After the hybrid model’s discontinuation back in 2017, there’s only one engine powering the QX60 now. A 3.5L V6 paired with a continuously variable transmission is good enough for 295 horsepower and 270 pound-feet of rotational force. Both the front and all-wheel drive are available regardless of chosen trim level. The former configuration returns up to 20/27 mpg, while the latter is rated at 19/26 mpg.
The Infiniti QX60 isn’t getting any younger, but without it, Nissan’s luxury division would have been in even bigger trouble. It currently accounts for more than one third of their total sales in a lineup that’s five (soon to be six) models deep. Prices start from $45,000 but the QX60 doesn’t offer a true top-spec model considering how the Luxe trim (currently on top) costs only $2,000 more.

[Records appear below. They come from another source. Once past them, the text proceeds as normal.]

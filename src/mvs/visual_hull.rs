extern crate nalgebra as na;

use na::Vector4;

use crate::Float;
use crate::mvs::registry::PhotoRegistry;

/**
 * False iff the point projects onto a background pixel of at least one silhouette.
 * Photos without a mask, projections with zero homogeneous scale and projections outside
 * of the image do not reject.
 */
pub fn visual_hull_check(registry: &PhotoRegistry, point: &Vector4<Float>) -> bool {
    registry.photos().iter().filter(|p| p.mask.is_some()).all(|photo| {
        match photo.camera.project(point) {
            Some((x,y)) => !photo.is_masked(y, x),
            None => true
        }
    })
}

As already mentioned in the introduction, Infiniti is planing on introducing five new vehicles within next three years. The most important of them might be the all-new Infiniti EV crossover inspired by the QX Inspiration concept. Likewise, the Q Inspiration concept car previews the next-gen flagship sedan while the Qs stands in for a smaller sedan. The most exciting prospective future Infiniti model might just be the Q60 Project Black S which features Formula 1 technology.
Infiniti QX Inspiration
Presented at the 2019 Detroit auto show, the QX Inspiration concept previews the company’s upcoming EV. It’s their first foray into the all-electric market but likely won’t be the only given some more time. Exact arrival still hasn’t been confirmed but Infiniti’s lineup is expected to be fully electrified by 2025, so expect it between 2022 and then at the latest. The QX incorporates a dual electric motor setup with battery tucked away underneath the floor. Specs haven’t yet been revealed either and it’s likely that we’ll have to wait a few more years before the Japanese come out with more palpable information.
Infiniti Q Inspiration and Qs Inspiration
The Q and Qs Inspiration represent the future of Infiniti sedans. Like the QX crossover, they too will be electrified, but unlike their crossover counterpart, won’t be fully electric. Instead, they’ll use Nissan’s e-Power gasoline-generated hybrid powertrain based on the new VC-Turbo mill. The Variable-compression engine will serve as a generator that feeds the batteries which, in turn, power the electric motor. Again, the exact arrival date is still shrouded in mystery, but given the fact Infiniti alraady has a platform upon which to build their powertrain, the sedans are expected to arrive before the EV crossover.
Infiniti Q60 Project Black S
Arguably the most exciting car Infiniti has ever designed, the Q60 Project Black S is a result of a collaboration between the company and the Renault F1 Team. Based on the Q60 Red Sport 400 coupe, the Project Black S packs no less than 563 horsepower – courtesy of a heavily revised 3.0L twin-turbo V6 engine. The engine is equipped with two heat-energy harvesting systems (MGU-H) and a kinetic harvesting system (MGU-K). The former recover energy from car’s exhaust systems (regardless of whether it’s braking or accelerating) and then use it to spool turbo’s into life. The latter, on the other hand, recovers energy exclusively during braking and then helps the engine power the wheels.
The hybridized setup is certainly in-line with Infiniti’s future plans of sporting a completely electrified lineup by 2025, but the car itself is hardly justifiable from price’s standpoint. That’s why Infiniti will likely ultimately decide against producing it although the final decision hasn’t been made yet. If they decide to give it a green light, the powerful F1 technology-inspired Q60 will likely be offered as a limited-run model.